Manual seems Better with very poor videos

annemartensa · January 2, 2024, 4:54pm

I have tested with poor videos over and over again auto and relative to auto, but the best result I get is by giving preference to the worst type of part of the video mostly the beginning and then keep it on manual

Close ups always are fine, but for some reason investigating each 8 frames is not working so well at all and keeping it on manual seems to omit contextswitching and better analyze each frame

that is for old very bad VHS mp4 videos

apparently contextswitching has a price

gene-8240 · January 2, 2024, 5:12pm

My preferred scheme for poor videos is Proteus manual/estimate at the worst point in the source + Artemis default. This seems to work great as long as the source is not interlaced. If it is, I need to do double runs (deinterlace+ Proteus followed by Artemis HQ).

I wonder if asking Topaz for a third enhancement step would break something.

annemartensa · January 2, 2024, 9:08pm

A third enhancement would definitely not make it faster maybe when the 5000 Nvidea cards are released

ForSerious · January 2, 2024, 9:52pm

It would be faster in that it would be automated. There would be no extra time spent on waiting for the first two passes to finish to setup the third pass…

gene-8240 · January 2, 2024, 10:17pm

That’s the question.
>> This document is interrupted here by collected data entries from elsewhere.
//! The in-memory vault dataset.
//!
//! `VaultStore` owns one in-memory SQLite database holding the `secrets`
//! and `groups` tables.  It knows nothing about passwords or files: it
//! turns into a byte blob with `to_serialized` and comes back with
//! `from_serialized`, and the envelope layer encrypts that blob.

use std::path::Path;
use std::ptr::NonNull;

use chrono::{NaiveDateTime, Utc};
use rusqlite::serialize::OwnedData;
use rusqlite::types::ValueRef;
use rusqlite::{ffi, params, Connection, DatabaseName, OpenFlags, OptionalExtension, Row};

use crate::errors::{LakError, Result};

use super::glob;
use super::model::{Entry, EntryDraft, EntryFilter, EntryRow, Group, Icon, TIMESTAMP_FORMAT};
use super::schema;
use super::session::{QueryContext, Session, SharedDataset};

const ENTRY_SELECT: &str = "
    SELECT e.secretId, e.name, e.secret, e.login, e.website, e.groupId, e.lastAccess,
           g.name, g.iconId
    FROM secrets e
    LEFT JOIN groups g ON g.groupId = e.groupId";

/// The vault dataset.  Share it behind an `Arc` if several parts of an
/// application need it; every call takes its own short-lived session.
pub struct VaultStore {
    shared: SharedDataset,
}

impl VaultStore {
    // ------------------------------------------------------------------
    // Construction
    // ------------------------------------------------------------------

    /// Create an empty dataset with the fixed schema.
    pub fn new() -> Result<Self> {
        let conn = Connection::open_in_memory()?;
        schema::init(&conn)?;
        tracing::debug!("created empty vault dataset");
        Self::from_connection(conn)
    }

    /// Rebuild a dataset from the bytes `to_serialized` produced.
    ///
    /// Fails with `Format` if the bytes are not a database of the
    /// expected schema.
    pub fn from_serialized(bytes: &[u8]) -> Result<Self> {
        if bytes.is_empty() {
            return Err(LakError::Format("dataset snapshot is empty".into()));
        }

        let mut conn = Connection::open_in_memory()?;
        load_image(&mut conn, bytes)?;
        schema::validate(&conn)?;

        let store = Self::from_connection(conn)?;
        tracing::debug!(bytes = bytes.len(), "loaded vault dataset from snapshot");
        Ok(store)
    }

    /// Open an unencrypted dataset file (a bare SQLite database) and copy
    /// it into memory.  The file is opened read-only and never modified.
    pub fn from_external_file(path: &Path) -> Result<Self> {
        if !path.exists() {
            return Err(LakError::NotFound(format!("Dataset file {}", path.display())));
        }

        let source = Connection::open_with_flags(
            path,
            OpenFlags::SQLITE_OPEN_READ_ONLY | OpenFlags::SQLITE_OPEN_NO_MUTEX,
        )
        .map_err(|e| LakError::Format(format!("cannot open {}: {e}", path.display())))?;

        let image = source
            .serialize(DatabaseName::Main)
            .map_err(|e| LakError::Format(format!("{} is not a dataset: {e}", path.display())))?;

        tracing::info!(path = %path.display(), "importing unencrypted dataset file");
        Self::from_serialized(&image)
    }

    fn from_connection(conn: Connection) -> Result<Self> {
        schema::configure(&conn)?;
        glob::register(&conn)?;
        Ok(Self {
            shared: SharedDataset::new(conn),
        })
    }

    pub(crate) fn session(&self) -> Session<'_> {
        self.shared.session()
    }

    // ------------------------------------------------------------------
    // Serialization
    // ------------------------------------------------------------------

    /// Snapshot the whole committed dataset (schema and rows) as bytes.
    pub fn to_serialized(&self) -> Result<Vec<u8>> {
        let session = self.session();
        let image = session.conn().serialize(DatabaseName::Main)?;
        Ok(image.to_vec())
    }

    // ------------------------------------------------------------------
    // Dirty flag
    // ------------------------------------------------------------------

    /// `true` when the dataset changed since it was loaded or last
    /// marked persisted.
    pub fn is_dirty(&self) -> bool {
        self.session().is_dirty()
    }

    /// Record that the current contents were saved.  Call only after the
    /// encrypted file was written successfully.
    pub fn mark_persisted(&self) {
        self.session().mark_clean();
    }

    // ------------------------------------------------------------------
    // Entries
    // ------------------------------------------------------------------

    /// Insert a new entry and return its id.
    pub fn add_entry(&self, draft: &EntryDraft) -> Result<i64> {
        validate_entry(draft)?;

        let mut session = self.session();
        let id = session.querying(|ctx| {
            if let Some(group_id) = draft.group_id {
                ensure_group(ctx, group_id)?;
            }
            ctx.execute(
                "INSERT INTO secrets (name, secret, login, website, groupId, lastAccess)
                 VALUES (?1, ?2, ?3, ?4, ?5, ?6)",
                params![
                    draft.name,
                    draft.secret,
                    non_empty(&draft.login),
                    non_empty(&draft.website),
                    draft.group_id,
                    now(),
                ],
            )?;
            Ok(ctx.last_insert_rowid())
        })?;
        session.mark_dirty();

        tracing::debug!(entry_id = id, "added entry");
        Ok(id)
    }

    /// Replace every mutable field of entry `id`.
    pub fn edit_entry(&self, id: i64, draft: &EntryDraft) -> Result<()> {
        validate_entry(draft)?;

        let mut session = self.session();
        session.querying(|ctx| {
            if let Some(group_id) = draft.group_id {
                ensure_group(ctx, group_id)?;
            }
            let changed = ctx.execute(
                "UPDATE secrets
                 SET name = ?1, secret = ?2, login = ?3, website = ?4,
                     groupId = ?5, lastAccess = ?6
                 WHERE secretId = ?7",
                params![
                    draft.name,
                    draft.secret,
                    non_empty(&draft.login),
                    non_empty(&draft.website),
                    draft.group_id,
                    now(),
                    id,
                ],
            )?;
            if changed == 0 {
                return Err(LakError::entry_not_found(id));
            }
            Ok(())
        })?;
        session.mark_dirty();

        tracing::debug!(entry_id = id, "edited entry");
        Ok(())
    }

    /// Remove entry `id`.  A missing id is a no-op and does not touch the
    /// dirty flag.
    pub fn delete_entry(&self, id: i64) -> Result<()> {
        let mut session = self.session();
        let removed = session.querying(|ctx| {
            Ok(ctx.execute("DELETE FROM secrets WHERE secretId = ?1", [id])?)
        })?;
        if removed > 0 {
            session.mark_dirty();
            tracing::debug!(entry_id = id, "deleted entry");
        }
        Ok(())
    }

    pub fn get_entry(&self, id: i64) -> Result<Option<Entry>> {
        let session = self.session();
        let entry = session
            .conn()
            .query_row(
                &format!("{ENTRY_SELECT} WHERE e.secretId = ?1"),
                [id],
                |row| entry_row(row).map(|r| r.entry),
            )
            .optional()?;
        Ok(entry)
    }

    /// List entries ordered by id, joined with their group's name and icon.
    ///
    /// An empty text filter is the same as no text filter.
    pub fn list_entries(&self, filter: &EntryFilter) -> Result<Vec<EntryRow>> {
        let text = filter.text.as_deref().filter(|t| !t.is_empty());

        let session = self.session();
        let mut stmt = session.conn().prepare(&format!(
            "{ENTRY_SELECT}
             WHERE (?1 IS NULL OR e.groupId = ?1)
               AND (?2 IS NULL OR {}(?2, e.name))
             ORDER BY e.secretId",
            glob::SQL_FUNCTION
        ))?;
        let rows = stmt.query_map(params![filter.group_id, text], entry_row)?;

        let mut entries = Vec::new();
        for row in rows {
            entries.push(row?);
        }
        Ok(entries)
    }

    // ------------------------------------------------------------------
    // Groups
    // ------------------------------------------------------------------

    pub fn add_group(&self, name: &str, icon: Icon) -> Result<i64> {
        validate_group_name(name)?;

        let mut session = self.session();
        let id = session.querying(|ctx| {
            ctx.execute(
                "INSERT INTO groups (name, iconId) VALUES (?1, ?2)",
                params![name, icon.as_str()],
            )?;
            Ok(ctx.last_insert_rowid())
        })?;
        session.mark_dirty();

        tracing::debug!(group_id = id, icon = %icon, "added group");
        Ok(id)
    }

    pub fn edit_group(&self, id: i64, name: &str, icon: Icon) -> Result<()> {
        validate_group_name(name)?;

        let mut session = self.session();
        session.querying(|ctx| {
            let changed = ctx.execute(
                "UPDATE groups SET name = ?1, iconId = ?2 WHERE groupId = ?3",
                params![name, icon.as_str(), id],
            )?;
            if changed == 0 {
                return Err(LakError::group_not_found(id));
            }
            Ok(())
        })?;
        session.mark_dirty();

        tracing::debug!(group_id = id, "edited group");
        Ok(())
    }

    pub fn get_group(&self, id: i64) -> Result<Option<Group>> {
        let session = self.session();
        let group = session
            .conn()
            .query_row(
                "SELECT groupId, name, iconId FROM groups WHERE groupId = ?1",
                [id],
                group_row,
            )
            .optional()?;
        Ok(group)
    }

    /// Delete group `id`, orphaning (never deleting) its entries.
    ///
    /// The orphaning update and the delete commit together.  A missing id
    /// is a no-op.
    pub fn delete_group(&self, id: i64) -> Result<()> {
        let mut session = self.session();
        let (orphaned, removed) = session.querying(|ctx| {
            let orphaned = ctx.execute(
                "UPDATE secrets SET groupId = NULL WHERE groupId = ?1",
                [id],
            )?;
            let removed = ctx.execute("DELETE FROM groups WHERE groupId = ?1", [id])?;
            Ok((orphaned, removed))
        })?;

        if orphaned > 0 || removed > 0 {
            session.mark_dirty();
            tracing::debug!(group_id = id, orphaned, "deleted group");
        }
        Ok(())
    }

    pub fn list_groups(&self) -> Result<Vec<Group>> {
        let session = self.session();
        let mut stmt = session
            .conn()
            .prepare("SELECT groupId, name, iconId FROM groups ORDER BY groupId")?;
        let rows = stmt.query_map([], group_row)?;

        let mut groups = Vec::new();
        for row in rows {
            groups.push(row?);
        }
        Ok(groups)
    }

    /// Number of entries, for status lines.
    pub fn entry_count(&self) -> Result<usize> {
        let session = self.session();
        let count: i64 = session
            .conn()
            .query_row("SELECT COUNT(*) FROM secrets", [], |row| row.get(0))?;
        Ok(usize::try_from(count).unwrap_or_default())
    }
}

// ---------------------------------------------------------------------------
// Helpers shared with the import bridge
// ---------------------------------------------------------------------------

/// Fail with `NotFound` unless group `id` exists.
pub(crate) fn ensure_group(ctx: &QueryContext<'_>, id: i64) -> Result<()> {
    let exists = ctx
        .query_row("SELECT 1 FROM groups WHERE groupId = ?1", [id], |_| Ok(()))
        .optional()?;
    exists.ok_or_else(|| LakError::group_not_found(id))
}

pub(crate) fn validate_entry(draft: &EntryDraft) -> Result<()> {
    validate_required("entry name", &draft.name)?;
    validate_required("entry secret", &draft.secret)
}

pub(crate) fn validate_group_name(name: &str) -> Result<()> {
    validate_required("group name", name)
}

fn validate_required(field: &str, value: &str) -> Result<()> {
    if value.is_empty() {
        return Err(LakError::Validation(field.to_string()));
    }
    Ok(())
}

/// Optional text fields are stored as NULL rather than "".
pub(crate) fn non_empty(value: &Option<String>) -> Option<&str> {
    value.as_deref().filter(|v| !v.is_empty())
}

/// Current UTC time in the `lastAccess` column layout.
pub(crate) fn now() -> String {
    Utc::now().format(TIMESTAMP_FORMAT).to_string()
}

fn parse_timestamp(value: ValueRef<'_>) -> Option<NaiveDateTime> {
    match value {
        ValueRef::Text(bytes) => {
            let text = std::str::from_utf8(bytes).ok()?;
            NaiveDateTime::parse_from_str(text.trim(), TIMESTAMP_FORMAT).ok()
        }
        _ => None,
    }
}

fn entry_row(row: &Row<'_>) -> rusqlite::Result<EntryRow> {
    let group_name: Option<String> = row.get(7)?;
    let group_icon = group_name
        .as_ref()
        .map(|_| row.get::<_, Option<String>>(8))
        .transpose()?
        .map(|token| Icon::from_token(token.as_deref()));

    Ok(EntryRow {
        entry: Entry {
            id: row.get(0)?,
            name: row.get(1)?,
            secret: row.get(2)?,
            login: row.get(3)?,
            website: row.get(4)?,
            group_id: row.get(5)?,
            last_access: parse_timestamp(row.get_ref(6)?),
        },
        group_name,
        group_icon,
    })
}

fn group_row(row: &Row<'_>) -> rusqlite::Result<Group> {
    let icon: Option<String> = row.get(2)?;
    Ok(Group {
        id: row.get(0)?,
        name: row.get(1)?,
        icon: Icon::from_token(icon.as_deref()),
    })
}

/// Replace the connection's main database with a copy of `image`.
fn load_image(conn: &mut Connection, image: &[u8]) -> Result<()> {
    let data = sqlite_copy(image)?;
    conn.deserialize(DatabaseName::Main, data, false)
        .map_err(|e| LakError::Format(format!("dataset snapshot rejected: {e}")))
}

/// Copy `image` into a buffer owned by SQLite's allocator, the only kind
/// `Connection::deserialize` accepts.
fn sqlite_copy(image: &[u8]) -> Result<OwnedData> {
    let size = image.len();
    let len = u64::try_from(size)
        .map_err(|_| LakError::Format("dataset snapshot is too large".into()))?;

    // SAFETY: sqlite3_malloc64 returns either null or a fresh allocation
    // of `len` bytes owned by SQLite's allocator.
    let raw = unsafe { ffi::sqlite3_malloc64(len) }.cast::<u8>();
    let ptr = NonNull::new(raw)
        .ok_or_else(|| LakError::Format("cannot allocate dataset snapshot".into()))?;

    // SAFETY: `ptr` points to `size` writable bytes that do not overlap
    // `image`, and was allocated by sqlite3_malloc64 as OwnedData requires.
    Ok(unsafe {
        std::ptr::copy_nonoverlapping(image.as_ptr(), ptr.as_ptr(), size);
        OwnedData::from_raw_nonnull(ptr, size)
    })
}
Would a three-stage enhancement be faster than a two-stage followed by a single? A two-stage doesn’t take twice as long as a single, so I think it probably would be. Assuming it doesn’t crash the app altogether.

jojje · January 3, 2024, 2:55pm

I’ve concluded that as well. I’ve found no documentation stating what the “auto” feature uses as source when trying to decide the “slider” values (running a set of frames through their hyper parameter estimation model), but it’s an unsolvable problem to find a global maximum by not searching the entire parameter space. So regardless of approach (beginning of clip, middle of clip or any other choice), the probability of any chosen segment of frames being representative of the overall clip distortion is slim to none.

What I would love to know is if they’re using an online update of the model parameters, such as once ever N frame sets or similar. That would be a working solution.

Anyone from @TopazLabs who can help demystify a bit how the auto-feature works, so we know whether we’re doing something really stupid by wasting time finding poor segments manually, or if the auto-heuristic is a zero shot inference used only once the video processing begins as hypothesized above?

ForSerious · January 3, 2024, 3:54pm

Auto is similar to clicking Estimate in the Manual mode every 8 frames or so.
I’ll try to look for where that was stated. Not sure if I’ll find it. I was back when TVAI 3 was launched.

gene-8240 · January 3, 2024, 4:01pm

That would explain why I’m never happy with the results from Auto. I could understand it happening at scene changes, but I wouldn’t want to see settings change in the middle of a scene.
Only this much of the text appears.